In a double-blind phase 3 trial, patients with recurrent or metastatic SCCHN and no prior systemic therapy for metastatic disease were randomized to pemetrexed (500 mg/m2) plus cisplatin (75 mg/m2; n = 398) or placebo plus cisplatin (75 mg/m2; n = 397) to assess overall survival (OS) and secondary endpoints.
Median OS was 7.3 months in the pemetrexed-cisplatin arm and 6.3 months in the placebo-cisplatin arm (hazard ratio [HR], 0.87; 95% confidence interval [CI], 0.75-1.02; P = .082). Median progression-free survival (PFS, months) was similar in both treatment arms (pemetrexed-cisplatin, 3.6; placebo-cisplatin, 2.8; HR, 0.88; 95% CI, 0.76-1.03; P = .166). Among patients with performance status 0 or 1, pemetrexed-cisplatin (n = 347) led to longer OS and PFS than placebo-cisplatin (n = 343; 8.4 vs 6.7 months; HR, 0.83; P = .026; 4.0 vs 3.0 months; HR, 0.84; P = .044, respectively). Among patients with oropharyngeal cancers, pemetrexed-cisplatin (n = 86) resulted in longer OS and PFS than placebo-cisplatin (n = 106; 9.9 vs 6.1 months; HR, 0.59; P = .002; 4.0 vs 3.4 months; HR, 0.73; P = .047, respectively). Pemetrexed-cisplatin toxicity was consistent with studies in other tumors.

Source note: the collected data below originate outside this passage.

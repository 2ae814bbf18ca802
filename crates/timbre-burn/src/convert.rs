//! Host buffer <-> tensor conversion.

use crate::error::{Error, Result};
use burn::prelude::*;
use burn::tensor::{ElementConversion, TensorData};

pub fn tensor_from_vec<B: Backend, const D: usize>(
    data: Vec<f32>,
    shape: [usize; D],
    device: &B::Device,
) -> Tensor<B, D> {
    Tensor::from_data(TensorData::new(data, shape), device)
}

pub fn tensor_to_vec<B: Backend, const D: usize>(tensor: Tensor<B, D>) -> Result<Vec<f32>> {
    tensor
        .into_data()
        .to_vec::<f32>()
        .map_err(|e| Error::TensorData(format!("{:?}", e)))
}

/// Value of a single-element tensor.
pub fn scalar<B: Backend>(tensor: Tensor<B, 1>) -> f32 {
    tensor.into_scalar().elem::<f32>()
}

Pemetrexed-cisplatin compared with placebo-cisplatin did not significantly improve survival for the intent-to-treat population. However, in a prespecified subgroup analysis, pemetrexed-cisplatin showed OS and PFS advantage for patients with performance status 0 or 1 or oropharyngeal cancers. Cancer 2012. © 2012 American Cancer Society.